Download or read book Community Newspapers and the Japanese-American Incarceration Camps written by Ronald Bishop and published by Lexington Books. This book was released on 2015-06-03 with total page 374 pages. Available in PDF, EPUB and Kindle. Book excerpt: Though much has been said about Japanese-American incarceration camps, little attention is paid to the community newspapers closest to the camps and how they constructed the identities and lives of the occupants inside. Dependent on government and military officials for information, these journalists rarely wrote about the violation of the evacuees’ civil rights. Instead, they concentrated on the economic impact the camps—and the evacuees, who would replace workers off to enlist in the military and work for defense contractors—would have on the areas they covered. Newspapers like the Cody Enterprise and Powell Tribune in Wyoming, the Lamar Daily News, and the Casa Grande Dispatch regularly published overly optimistic updates on the progress of construction, the size of the contractor payrolls, and the amount of materials used to build the camps.
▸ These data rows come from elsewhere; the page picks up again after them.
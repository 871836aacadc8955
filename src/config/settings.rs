//! Application settings loading from config.toml
//!
//! The settings file lists the categories to seed on startup and the default
//! export format. Categories are seeded in file order, so on a fresh database the
//! first entry receives id 1, the second id 2, and so on.

use crate::errors::{Error, Result};
use serde::Deserialize;
use std::path::Path;

const DEFAULT_CONFIG_PATH: &str = "config.toml";

/// Configuration structure representing the entire config.toml file
#[derive(Debug, Deserialize, Default)]
pub struct Config {
    /// Categories to seed if they are missing
    #[serde(default)]
    pub categories: Vec<CategoryConfig>,
    /// Export settings
    #[serde(default)]
    pub export: ExportConfig,
}

/// Configuration for a single category
#[derive(Debug, Deserialize, Clone)]
pub struct CategoryConfig {
    /// Display name of the category
    pub name: String,
}

/// Export settings
#[derive(Debug, Deserialize, Clone, Copy, Default)]
pub struct ExportConfig {
    /// Spreadsheet format produced by the `export` command
    #[serde(default)]
    pub format: ExportFormat,
}

/// Supported tabular export formats
#[derive(Debug, Deserialize, Clone, Copy, Default, PartialEq, Eq, clap::ValueEnum)]
#[serde(rename_all = "lowercase")]
pub enum ExportFormat {
    /// Office Open XML workbook
    #[default]
    Xlsx,
    /// Comma-separated values
    Csv,
}

/// Loads settings from a TOML file
///
/// # Errors
/// Returns an error if:
/// - The file cannot be read
/// - The TOML syntax is invalid
/// - A category entry has no name
pub fn load_config<P: AsRef<Path>>(path: P) -> Result<Config> {
    let path_ref = path.as_ref();
    tracing::debug!("Loading configuration from {}", path_ref.display());
    let contents = std::fs::read_to_string(path_ref).map_err(|e| Error::Config {
        message: format!("Failed to read config file {}: {e}", path_ref.display()),
    })?;

    parse_config(&contents)
}

/// Loads settings from `CONFIG_PATH`, falling back to ./config.toml.
///
/// A missing file is not an error: an empty configuration is returned instead.
pub fn load_default_config() -> Result<Config> {
    let path = std::env::var("CONFIG_PATH").unwrap_or_else(|_| DEFAULT_CONFIG_PATH.to_string());
    if !Path::new(&path).exists() {
        tracing::warn!("No config file at {path}; continuing without seeded categories");
        return Ok(Config::default());
    }
    load_config(path)
}

fn parse_config(contents: &str) -> Result<Config> {
    let config: Config = toml::from_str(contents).map_err(|e| Error::Config {
        message: format!("Failed to parse config.toml: {e}"),
    })?;

    if config.categories.iter().any(|c| c.name.trim().is_empty()) {
        return Err(Error::Config {
            message: "Category names in config.toml cannot be empty".to_string(),
        });
    }

    Ok(config)
}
Ronald Bishop and his coauthors reveal how journalists positioned the incarceration camps as a potential economic boon and how evacuees were framed as another community group, there to contribute to the region’s economic well-being. Community Newspapers and the Japanese-American Incarceration Camps examines the rhetoric and journalistic approach of the local papers and how they informed the communities just outside their walls. This book will appeal to scholars of history and journalism.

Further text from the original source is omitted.